* Problem details
Give the number of lines in the data below that contain "year", with no other words.

Stored items
▶
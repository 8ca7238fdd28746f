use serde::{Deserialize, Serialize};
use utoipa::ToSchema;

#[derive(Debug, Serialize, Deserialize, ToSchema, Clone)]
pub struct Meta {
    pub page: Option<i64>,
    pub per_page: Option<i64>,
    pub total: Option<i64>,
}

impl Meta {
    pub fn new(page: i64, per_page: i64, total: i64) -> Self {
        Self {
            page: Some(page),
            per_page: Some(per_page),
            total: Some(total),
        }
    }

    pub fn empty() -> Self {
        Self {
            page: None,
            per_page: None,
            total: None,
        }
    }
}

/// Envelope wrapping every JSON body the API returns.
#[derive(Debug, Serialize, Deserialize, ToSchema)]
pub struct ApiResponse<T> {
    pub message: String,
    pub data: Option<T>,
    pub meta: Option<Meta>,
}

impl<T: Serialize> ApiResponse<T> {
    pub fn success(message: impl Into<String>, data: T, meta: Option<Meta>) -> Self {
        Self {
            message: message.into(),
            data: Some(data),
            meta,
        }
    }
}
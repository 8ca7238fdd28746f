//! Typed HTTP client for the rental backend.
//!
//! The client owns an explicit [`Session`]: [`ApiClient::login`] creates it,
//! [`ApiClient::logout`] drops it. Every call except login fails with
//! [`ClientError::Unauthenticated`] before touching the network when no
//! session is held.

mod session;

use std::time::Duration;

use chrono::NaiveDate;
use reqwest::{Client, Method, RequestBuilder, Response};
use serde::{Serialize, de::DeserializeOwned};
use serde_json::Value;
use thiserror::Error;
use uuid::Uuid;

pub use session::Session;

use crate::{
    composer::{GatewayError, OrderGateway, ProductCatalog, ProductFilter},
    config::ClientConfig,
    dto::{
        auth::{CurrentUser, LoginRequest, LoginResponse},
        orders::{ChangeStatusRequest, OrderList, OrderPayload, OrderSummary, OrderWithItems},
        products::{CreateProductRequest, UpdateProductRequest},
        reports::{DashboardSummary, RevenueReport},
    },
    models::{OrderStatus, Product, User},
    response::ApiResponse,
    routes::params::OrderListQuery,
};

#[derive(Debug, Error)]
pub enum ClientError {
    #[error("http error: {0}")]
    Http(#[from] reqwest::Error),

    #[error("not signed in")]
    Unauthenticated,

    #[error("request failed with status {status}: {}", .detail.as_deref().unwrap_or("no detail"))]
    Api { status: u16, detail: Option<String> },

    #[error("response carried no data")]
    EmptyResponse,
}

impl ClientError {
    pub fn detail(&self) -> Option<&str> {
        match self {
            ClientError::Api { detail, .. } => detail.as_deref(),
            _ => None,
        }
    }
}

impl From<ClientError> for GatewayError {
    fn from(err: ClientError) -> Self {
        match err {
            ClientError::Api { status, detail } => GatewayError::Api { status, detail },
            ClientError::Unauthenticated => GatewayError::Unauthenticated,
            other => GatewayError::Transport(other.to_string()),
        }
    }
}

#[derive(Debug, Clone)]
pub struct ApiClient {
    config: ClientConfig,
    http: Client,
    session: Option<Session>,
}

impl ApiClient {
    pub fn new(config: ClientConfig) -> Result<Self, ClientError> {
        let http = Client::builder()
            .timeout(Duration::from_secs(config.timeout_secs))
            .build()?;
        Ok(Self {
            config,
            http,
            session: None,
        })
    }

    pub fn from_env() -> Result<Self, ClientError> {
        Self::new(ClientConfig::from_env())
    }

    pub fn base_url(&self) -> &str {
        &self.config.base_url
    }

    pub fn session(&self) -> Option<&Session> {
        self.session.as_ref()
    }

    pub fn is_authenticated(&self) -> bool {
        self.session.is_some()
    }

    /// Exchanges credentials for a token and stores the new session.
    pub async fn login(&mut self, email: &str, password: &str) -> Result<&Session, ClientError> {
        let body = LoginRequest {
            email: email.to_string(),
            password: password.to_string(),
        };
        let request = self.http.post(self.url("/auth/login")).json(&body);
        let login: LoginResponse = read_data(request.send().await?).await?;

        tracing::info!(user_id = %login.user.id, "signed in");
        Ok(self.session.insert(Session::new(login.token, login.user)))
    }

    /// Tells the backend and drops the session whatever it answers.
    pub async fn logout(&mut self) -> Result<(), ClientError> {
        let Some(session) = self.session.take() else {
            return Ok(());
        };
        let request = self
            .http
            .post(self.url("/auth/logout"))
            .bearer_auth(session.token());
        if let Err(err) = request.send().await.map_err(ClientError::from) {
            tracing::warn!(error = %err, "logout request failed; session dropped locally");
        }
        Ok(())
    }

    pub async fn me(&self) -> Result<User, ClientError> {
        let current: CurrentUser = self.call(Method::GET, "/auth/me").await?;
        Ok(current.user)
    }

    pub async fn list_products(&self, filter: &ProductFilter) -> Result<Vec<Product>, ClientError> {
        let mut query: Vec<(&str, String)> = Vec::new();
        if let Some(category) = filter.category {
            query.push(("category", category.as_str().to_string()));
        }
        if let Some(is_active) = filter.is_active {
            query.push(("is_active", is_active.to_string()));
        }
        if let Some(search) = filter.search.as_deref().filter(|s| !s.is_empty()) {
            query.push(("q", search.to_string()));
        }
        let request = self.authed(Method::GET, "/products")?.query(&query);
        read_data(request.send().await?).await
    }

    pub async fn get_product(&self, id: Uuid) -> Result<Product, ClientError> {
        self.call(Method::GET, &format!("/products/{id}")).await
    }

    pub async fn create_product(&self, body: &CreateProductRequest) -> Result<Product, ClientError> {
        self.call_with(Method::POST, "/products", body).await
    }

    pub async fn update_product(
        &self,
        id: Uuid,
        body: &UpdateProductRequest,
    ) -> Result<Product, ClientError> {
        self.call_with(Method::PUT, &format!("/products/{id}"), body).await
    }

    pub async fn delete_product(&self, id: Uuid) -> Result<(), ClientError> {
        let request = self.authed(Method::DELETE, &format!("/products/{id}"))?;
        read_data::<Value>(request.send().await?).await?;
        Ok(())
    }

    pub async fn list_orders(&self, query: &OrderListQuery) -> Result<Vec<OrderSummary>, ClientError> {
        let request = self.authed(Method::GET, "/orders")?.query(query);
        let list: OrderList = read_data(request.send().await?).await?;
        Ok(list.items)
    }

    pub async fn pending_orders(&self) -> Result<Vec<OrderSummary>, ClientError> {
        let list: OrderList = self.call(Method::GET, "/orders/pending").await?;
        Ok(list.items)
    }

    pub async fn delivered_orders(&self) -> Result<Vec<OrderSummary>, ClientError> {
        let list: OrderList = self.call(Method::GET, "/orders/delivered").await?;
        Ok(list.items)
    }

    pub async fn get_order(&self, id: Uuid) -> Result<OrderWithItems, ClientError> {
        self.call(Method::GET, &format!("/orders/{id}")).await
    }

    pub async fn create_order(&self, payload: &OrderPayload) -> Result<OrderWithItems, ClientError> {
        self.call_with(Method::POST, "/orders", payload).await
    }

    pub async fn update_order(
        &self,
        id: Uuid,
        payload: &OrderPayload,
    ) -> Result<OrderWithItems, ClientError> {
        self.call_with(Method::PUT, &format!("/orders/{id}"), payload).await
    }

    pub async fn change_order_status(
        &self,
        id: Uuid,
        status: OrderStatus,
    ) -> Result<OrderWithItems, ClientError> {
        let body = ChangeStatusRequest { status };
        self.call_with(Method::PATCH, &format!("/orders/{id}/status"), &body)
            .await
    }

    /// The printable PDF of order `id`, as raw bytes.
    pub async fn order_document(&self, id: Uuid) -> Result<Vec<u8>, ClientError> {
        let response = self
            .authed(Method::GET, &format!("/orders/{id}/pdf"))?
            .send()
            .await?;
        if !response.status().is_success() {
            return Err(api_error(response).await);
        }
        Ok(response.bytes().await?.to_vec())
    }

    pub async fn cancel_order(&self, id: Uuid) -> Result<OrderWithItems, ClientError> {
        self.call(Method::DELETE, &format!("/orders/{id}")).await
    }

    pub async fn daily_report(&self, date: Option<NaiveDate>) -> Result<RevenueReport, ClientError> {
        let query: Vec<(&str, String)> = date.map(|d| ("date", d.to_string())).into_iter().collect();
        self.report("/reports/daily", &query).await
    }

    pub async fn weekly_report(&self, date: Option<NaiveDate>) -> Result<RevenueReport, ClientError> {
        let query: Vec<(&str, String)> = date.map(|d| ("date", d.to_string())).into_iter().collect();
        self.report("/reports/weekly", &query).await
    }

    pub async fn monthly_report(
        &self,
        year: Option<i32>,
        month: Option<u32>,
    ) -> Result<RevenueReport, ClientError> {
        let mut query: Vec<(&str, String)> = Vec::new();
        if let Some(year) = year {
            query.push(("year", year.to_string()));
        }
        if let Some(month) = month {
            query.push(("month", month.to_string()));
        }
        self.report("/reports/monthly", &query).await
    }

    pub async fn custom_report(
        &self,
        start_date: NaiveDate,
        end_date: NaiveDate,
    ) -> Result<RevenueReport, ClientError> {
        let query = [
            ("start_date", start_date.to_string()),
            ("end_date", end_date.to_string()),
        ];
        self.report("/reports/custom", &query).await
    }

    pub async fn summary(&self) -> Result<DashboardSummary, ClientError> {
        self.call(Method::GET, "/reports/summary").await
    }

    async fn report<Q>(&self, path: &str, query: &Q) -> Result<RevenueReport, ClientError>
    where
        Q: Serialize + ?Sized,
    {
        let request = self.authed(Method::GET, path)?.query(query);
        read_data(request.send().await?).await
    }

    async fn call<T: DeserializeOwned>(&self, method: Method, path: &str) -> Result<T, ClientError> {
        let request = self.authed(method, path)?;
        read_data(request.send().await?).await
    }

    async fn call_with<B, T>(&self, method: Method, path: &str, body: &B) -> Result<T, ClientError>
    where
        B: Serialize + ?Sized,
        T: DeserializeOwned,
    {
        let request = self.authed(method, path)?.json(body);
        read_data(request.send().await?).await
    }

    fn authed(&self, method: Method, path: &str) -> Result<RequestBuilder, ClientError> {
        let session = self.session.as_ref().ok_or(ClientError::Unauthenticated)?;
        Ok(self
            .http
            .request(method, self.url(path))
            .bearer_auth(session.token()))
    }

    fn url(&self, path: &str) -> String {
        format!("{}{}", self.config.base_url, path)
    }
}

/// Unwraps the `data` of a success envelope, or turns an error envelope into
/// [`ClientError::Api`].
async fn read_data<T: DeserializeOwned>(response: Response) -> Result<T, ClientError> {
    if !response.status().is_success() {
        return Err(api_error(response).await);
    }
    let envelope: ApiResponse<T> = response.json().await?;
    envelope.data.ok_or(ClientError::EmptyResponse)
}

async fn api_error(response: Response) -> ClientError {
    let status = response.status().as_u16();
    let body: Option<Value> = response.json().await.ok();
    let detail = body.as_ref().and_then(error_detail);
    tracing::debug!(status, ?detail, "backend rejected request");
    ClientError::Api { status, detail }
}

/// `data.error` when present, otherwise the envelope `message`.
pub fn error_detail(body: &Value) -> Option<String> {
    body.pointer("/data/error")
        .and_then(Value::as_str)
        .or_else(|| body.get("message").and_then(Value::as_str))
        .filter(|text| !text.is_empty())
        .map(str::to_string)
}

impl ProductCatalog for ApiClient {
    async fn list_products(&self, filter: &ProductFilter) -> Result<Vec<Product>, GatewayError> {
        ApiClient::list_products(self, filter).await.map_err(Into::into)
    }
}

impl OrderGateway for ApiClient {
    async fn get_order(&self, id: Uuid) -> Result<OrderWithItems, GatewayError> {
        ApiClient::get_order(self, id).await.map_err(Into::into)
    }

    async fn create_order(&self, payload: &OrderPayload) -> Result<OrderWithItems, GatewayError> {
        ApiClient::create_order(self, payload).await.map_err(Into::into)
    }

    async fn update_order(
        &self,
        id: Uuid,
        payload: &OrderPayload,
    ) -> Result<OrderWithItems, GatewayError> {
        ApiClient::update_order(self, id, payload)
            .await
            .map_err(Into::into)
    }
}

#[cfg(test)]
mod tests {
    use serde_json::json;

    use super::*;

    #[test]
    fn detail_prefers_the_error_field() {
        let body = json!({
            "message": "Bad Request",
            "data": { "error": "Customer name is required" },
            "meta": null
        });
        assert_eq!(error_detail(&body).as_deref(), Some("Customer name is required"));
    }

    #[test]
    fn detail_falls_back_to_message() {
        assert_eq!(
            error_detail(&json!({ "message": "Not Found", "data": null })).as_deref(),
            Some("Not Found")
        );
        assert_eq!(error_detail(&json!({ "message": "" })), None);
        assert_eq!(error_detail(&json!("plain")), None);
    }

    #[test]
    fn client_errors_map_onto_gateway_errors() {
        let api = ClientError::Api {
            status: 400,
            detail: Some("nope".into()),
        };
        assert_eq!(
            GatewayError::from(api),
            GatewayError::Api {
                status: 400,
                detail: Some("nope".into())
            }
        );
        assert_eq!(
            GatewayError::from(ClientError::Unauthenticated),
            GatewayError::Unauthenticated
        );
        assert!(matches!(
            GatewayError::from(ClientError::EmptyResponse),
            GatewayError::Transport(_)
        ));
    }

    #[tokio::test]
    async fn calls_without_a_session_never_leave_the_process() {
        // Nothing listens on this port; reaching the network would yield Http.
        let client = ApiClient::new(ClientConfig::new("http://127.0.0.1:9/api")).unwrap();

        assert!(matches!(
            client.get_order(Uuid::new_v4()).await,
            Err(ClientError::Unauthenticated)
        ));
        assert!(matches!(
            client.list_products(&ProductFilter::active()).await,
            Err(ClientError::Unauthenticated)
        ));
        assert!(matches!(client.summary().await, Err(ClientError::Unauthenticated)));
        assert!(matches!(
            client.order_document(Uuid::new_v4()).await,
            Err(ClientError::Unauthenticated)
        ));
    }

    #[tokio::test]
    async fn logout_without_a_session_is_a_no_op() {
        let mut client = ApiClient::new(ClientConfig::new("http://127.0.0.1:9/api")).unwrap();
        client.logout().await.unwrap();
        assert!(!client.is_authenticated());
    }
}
◀
* Expected answer
3